El consejero, en su intervención, ha insistido en que el Gobierno trata de recuperar estos cuatro millones de euros, que ahora con los intereses han aumentado hasta los 4.800.000, pues, ha remarcado "no puede quedar en situación de impunidad".

La Fiscalía trata de esclarecer si la Administración no verificó si la empresa RR7 United cumplía con los más elementales requisitos de solvencia, si investigaron el objeto de la misma, ya que no estaba vinculado al sector sanitario, y por qué no puso en conocimiento del Ministerio Público lo ocurrido con ese contrato para la compra de un millón de mascarillas.

Trujillo ha insistido en que la Fiscalía cuenta con "la máxima colaboración de la Consejería" y ha criticado al denunciante de este caso por "disparar a todo lo que se mueva"-

En concreto, el denunciante puso en conocimiento de la Fiscalía General del Estado, la Unidad de Delincuencia Económica de la Policía y el Tribunal de Cuentas supuestas irregularidades detectadas en un total de 59 resoluciones emitidas a través de la Dirección General de Recursos Económicos del SCS entre 2020 y 2021, para la adquisición de material sanitario para la lucha contra el covid-19 por valor total de 32 millones de euros.

Según el consejero de Sanidad, "no hay ni un solo momento donde la administración no haya actuado para que se suministraran las mascarillas" o para notificar, hasta en diez ocasiones, a los incumplidores el embargo.

Ha aclarado que este contrato de las mascarillas ha sido el único que ha tenido una incidencia, el resto se han ejecutado de forma correcta, por lo que ha pedido a la oposición que no utilice este caso "para lograr una caza mayor" porque, ha continuado, "no van a cazar".

El consejero ha relatado todo lo sucedido y ha enmarcado esta contratación en un momento en el que había "escasez total" de mascarillas en España y Canarias competía con el resto del mundo para conseguir este tipo de bienes escasos y necesarios.
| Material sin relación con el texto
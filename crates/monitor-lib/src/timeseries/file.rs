//! File-backed time-series store
//!
//! Each series is a JSON-lines file that is only ever appended to:
//! - `snapshots.jsonl` for size snapshots
//! - `deltas.jsonl` for size deltas
//!
//! Files are replayed into memory on open; queries are served from memory.

use std::path::{Path, PathBuf};

use serde::de::DeserializeOwned;
use serde::Serialize;
use tokio::io::{AsyncSeekExt, AsyncWriteExt};
use tokio::sync::Mutex;
use tracing::{debug, info, warn};

use super::{async_trait, MemoryTimeSeriesStore, TimeSeriesStore};
use crate::error::{MonitorError, Result};
use crate::models::{DeltaRecord, SizeSnapshot};

const BACKEND: &str = "time-series store";
const SNAPSHOT_FILE: &str = "snapshots.jsonl";
const DELTA_FILE: &str = "deltas.jsonl";

/// Time-series store persisted as append-only JSON-lines files
pub struct FileTimeSeriesStore {
    dir: PathBuf,
    cache: MemoryTimeSeriesStore,
    /// Serializes appends so lines never interleave
    write_lock: Mutex<()>,
}

impl FileTimeSeriesStore {
    /// Open (or create) a store rooted at `dir`, replaying existing rows
    pub async fn open(dir: impl Into<PathBuf>) -> Result<Self> {
        let dir = dir.into();
        tokio::fs::create_dir_all(&dir)
            .await
            .map_err(|e| io_error(&dir, e))?;

        let cache = MemoryTimeSeriesStore::new();

        let snapshots: Vec<SizeSnapshot> = load_lines(&dir.join(SNAPSHOT_FILE)).await?;
        let snapshot_count = snapshots.len();
        for snapshot in snapshots {
            cache.append(snapshot).await?;
        }

        let deltas: Vec<DeltaRecord> = load_lines(&dir.join(DELTA_FILE)).await?;
        let delta_count = deltas.len();
        for delta in deltas {
            cache.append_delta(delta).await?;
        }

        info!(
            path = %dir.display(),
            snapshots = snapshot_count,
            deltas = delta_count,
            "Time-series store opened"
        );

        Ok(Self {
            dir,
            cache,
            write_lock: Mutex::new(()),
        })
    }

    pub fn dir(&self) -> &Path {
        &self.dir
    }

    async fn append_line<T: Serialize>(&self, file_name: &str, row: &T) -> Result<()> {
        let mut line = serde_json::to_vec(row)
            .map_err(|e| MonitorError::backend(BACKEND, format!("serialize row: {}", e)))?;
        line.push(b'\n');

        let path = self.dir.join(file_name);
        let _guard = self.write_lock.lock().await;
        let mut file = tokio::fs::OpenOptions::new()
            .create(true)
            .append(true)
            .open(&path)
            .await
            .map_err(|e| io_error(&path, e))?;

        file.write_all(&line).await.map_err(|e| io_error(&path, e))?;
        file.flush().await.map_err(|e| io_error(&path, e))?;

        debug!(path = %path.display(), bytes = line.len(), "Row appended");
        Ok(())
    }
}

fn io_error(path: &Path, e: std::io::Error) -> MonitorError {
    MonitorError::backend(BACKEND, format!("{}: {}", path.display(), e))
}

/// Read every parseable row of a JSON-lines file; a missing file is empty.
///
/// A final line without its newline is either completed (when it parses) or
/// cut off, so the next append starts on a fresh line.
async fn load_lines<T: DeserializeOwned>(path: &Path) -> Result<Vec<T>> {
    let content = match tokio::fs::read(path).await {
        Ok(content) => content,
        Err(e) if e.kind() == std::io::ErrorKind::NotFound => return Ok(Vec::new()),
        Err(e) => return Err(io_error(path, e)),
    };

    let mut rows = Vec::new();
    for (line_no, line) in content.split(|&b| b == b'\n').enumerate() {
        if line.iter().all(u8::is_ascii_whitespace) {
            continue;
        }
        match serde_json::from_slice(line) {
            Ok(row) => rows.push(row),
            Err(e) => warn!(
                path = %path.display(),
                line = line_no + 1,
                error = %e,
                "Skipping unreadable row"
            ),
        }
    }

    repair_tail::<T>(path, &content).await?;
    Ok(rows)
}

async fn repair_tail<T: DeserializeOwned>(path: &Path, content: &[u8]) -> Result<()> {
    if content.is_empty() || content.ends_with(b"\n") {
        return Ok(());
    }

    let tail_start = content
        .iter()
        .rposition(|&b| b == b'\n')
        .map(|i| i + 1)
        .unwrap_or(0);
    let tail = &content[tail_start..];

    let mut file = tokio::fs::OpenOptions::new()
        .write(true)
        .open(path)
        .await
        .map_err(|e| io_error(path, e))?;

    if serde_json::from_slice::<T>(tail).is_ok() {
        file.seek(std::io::SeekFrom::End(0))
            .await
            .map_err(|e| io_error(path, e))?;
        file.write_all(b"\n").await.map_err(|e| io_error(path, e))?;
        debug!(path = %path.display(), "Completed final row");
    } else {
        file.set_len(tail_start as u64)
            .await
            .map_err(|e| io_error(path, e))?;
        warn!(path = %path.display(), bytes = tail.len(), "Truncated torn final row");
    }

    file.flush().await.map_err(|e| io_error(path, e))?;
    Ok(())
}

#[async_trait]
impl TimeSeriesStore for FileTimeSeriesStore {
    async fn append(&self, snapshot: SizeSnapshot) -> Result<()> {
        self.append_line(SNAPSHOT_FILE, &snapshot).await?;
        self.cache.append(snapshot).await
    }

    async fn query_range(&self, source_name: &str, from: i64, to: i64) -> Result<Vec<SizeSnapshot>> {
        self.cache.query_range(source_name, from, to).await
    }

    async fn scan_all(&self, source_name: &str) -> Result<Vec<SizeSnapshot>> {
        self.cache.scan_all(source_name).await
    }

    async fn append_delta(&self, delta: DeltaRecord) -> Result<()> {
        self.append_line(DELTA_FILE, &delta).await?;
        self.cache.append_delta(delta).await
    }

    async fn query_deltas(&self, source_name: &str, from: i64, to: i64) -> Result<Vec<DeltaRecord>> {
        self.cache.query_deltas(source_name, from, to).await
    }
}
Se trataban de mascarillas ffp3 para personal sanitario, ha precisado Trujillo, quien ha indicado que al inicio de la pandemia, cuando se contrató este material, el stock de la comunidad estaba por debajo de las 6 semanas, cuando el Ministerio había establecido 8 e, incluso, algunos días bajó a 1,23 semanas.

"Había una absoluta necesidad de provisión de mascarillas para personal sanitario", ha aseverado, al tiempo que ha agregado que la empresa RR7 United SL las vendía por cuatro millones cuando otras firmas pedían hasta 7,5 millones.

A su juicio, el precio era adecuado y el modelo de mascarilla era "top", por lo que se decidió el contrato del suministro el 25 mayo y en agosto se pagó el 5o% y el octubre el resto, aunque Sanidad nunca recibió este material sanitario.

Ante el retraso, Sanidad realizó notificaciones a la empresa para que procediera al suministro y el 15 de enero recibió una carta del intermediario en la que aseguraba que no iba a poder realizar el suministro en las condiciones pactadas.

Por ello, ha continuado, se inició el expediente de resolución del contrato ante lo que la empresa dijo que había llegado las mascarillas a Gran Canaria pero aduanas las había destruido al alegar que no estaban homologadas y sin que Sanidad lo pudiera comprobar.

En este contexto, se resuelve el contrato y se pide la devolución de los cuatro millones de euros más intereses y la empresa responde que tiene un producto del mismo nivel y que lo podían servir en tiempo récord.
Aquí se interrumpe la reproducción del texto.